What you should do
Note each line in the data below that holds "Option", and copy it.

++++++++++++++++++++

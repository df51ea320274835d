//
// Copyright 2025-2026 Hans W. Uhlig. All Rights Reserved.
//
// Licensed under the Apache License, Version 2.0 (the "License");
// you may not use this file except in compliance with the License.
// You may obtain a copy of the License at
//
//      http://www.apache.org/licenses/LICENSE-2.0
//
// Unless required by applicable law or agreed to in writing, software
// distributed under the License is distributed on an "AS IS" BASIS,
// WITHOUT WARRANTIES OR CONDITIONS OF ANY KIND, either express or implied.
// See the License for the specific language governing permissions and
// limitations under the License.
//

use menagerie_common::{ItemStack, MAX_STACK};
use serde::{Deserialize, Serialize};
use thiserror::Error;

#[derive(Debug, Error, PartialEq, Eq)]
pub enum InventoryError {
    #[error("Inventory has {found} slots, expected {expected}")]
    CapacityMismatch { expected: usize, found: usize },

    #[error("Slot {slot} holds {count} items, more than a stack allows")]
    OversizedStack { slot: usize, count: u32 },
}

/// Fixed-capacity slotted container
///
/// The slot count is chosen when the inventory is created and never changes.
#[derive(Debug, Clone, PartialEq, Eq, Serialize, Deserialize)]
pub struct Inventory {
    slots: Vec<Option<ItemStack>>,
}

impl Inventory {
    pub fn with_capacity(capacity: usize) -> Self {
        Self {
            slots: vec![None; capacity],
        }
    }

    /// Rebuild an inventory from saved slots
    pub fn from_slots(slots: Vec<Option<ItemStack>>) -> Result<Self, InventoryError> {
        for (slot, stack) in slots.iter().enumerate() {
            if let Some(stack) = stack {
                if stack.count > MAX_STACK {
                    return Err(InventoryError::OversizedStack {
                        slot,
                        count: stack.count,
                    });
                }
            }
        }
        let slots = slots
            .into_iter()
            .map(|slot| slot.filter(|stack| !stack.is_empty()))
            .collect();
        Ok(Self { slots })
    }

    pub fn capacity(&self) -> usize {
        self.slots.len()
    }

    pub fn slots(&self) -> &[Option<ItemStack>] {
        &self.slots
    }

    pub fn is_full(&self) -> bool {
        self.slots
            .iter()
            .all(|slot| matches!(slot, Some(stack) if stack.room() == 0))
    }

    /// Number of items from `stack` that would fit
    pub fn room_for(&self, stack: &ItemStack) -> u32 {
        let room: u32 = self
            .slots
            .iter()
            .map(|slot| match slot {
                Some(existing) if existing.stacks_with(stack) => existing.room(),
                Some(_) => 0,
                None => MAX_STACK,
            })
            .sum();
        room.min(stack.count)
    }

    pub fn can_accept(&self, stack: &ItemStack) -> bool {
        self.room_for(stack) > 0
    }

    /// Insert as much of `stack` as fits and return how many items moved
    ///
    /// Existing stacks of the same item are topped up before empty slots are
    /// used.
    pub fn insert(&mut self, stack: &ItemStack) -> u32 {
        let mut remaining = stack.count;

        for existing in self.slots.iter_mut().flatten() {
            if remaining == 0 {
                break;
            }
            if existing.stacks_with(stack) {
                let moved = existing.room().min(remaining);
                existing.count += moved;
                remaining -= moved;
            }
        }

        for slot in self.slots.iter_mut() {
            if remaining == 0 {
                break;
            }
            if slot.is_none() {
                let moved = remaining.min(MAX_STACK);
                *slot = Some(ItemStack::new(stack.item.clone(), moved));
                remaining -= moved;
            }
        }

        stack.count - remaining
    }

    /// Total count of one item across all slots
    pub fn count_of(&self, item: &str) -> u32 {
        self.slots
            .iter()
            .flatten()
            .filter(|stack| stack.item == item)
            .map(|stack| stack.count)
            .sum()
    }
}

++++++++++++++++++++

Written solution
    slots: Vec<Option<ItemStack>>,
    pub fn from_slots(slots: Vec<Option<ItemStack>>) -> Result<Self, InventoryError> {
    pub fn slots(&self) -> &[Option<ItemStack>] {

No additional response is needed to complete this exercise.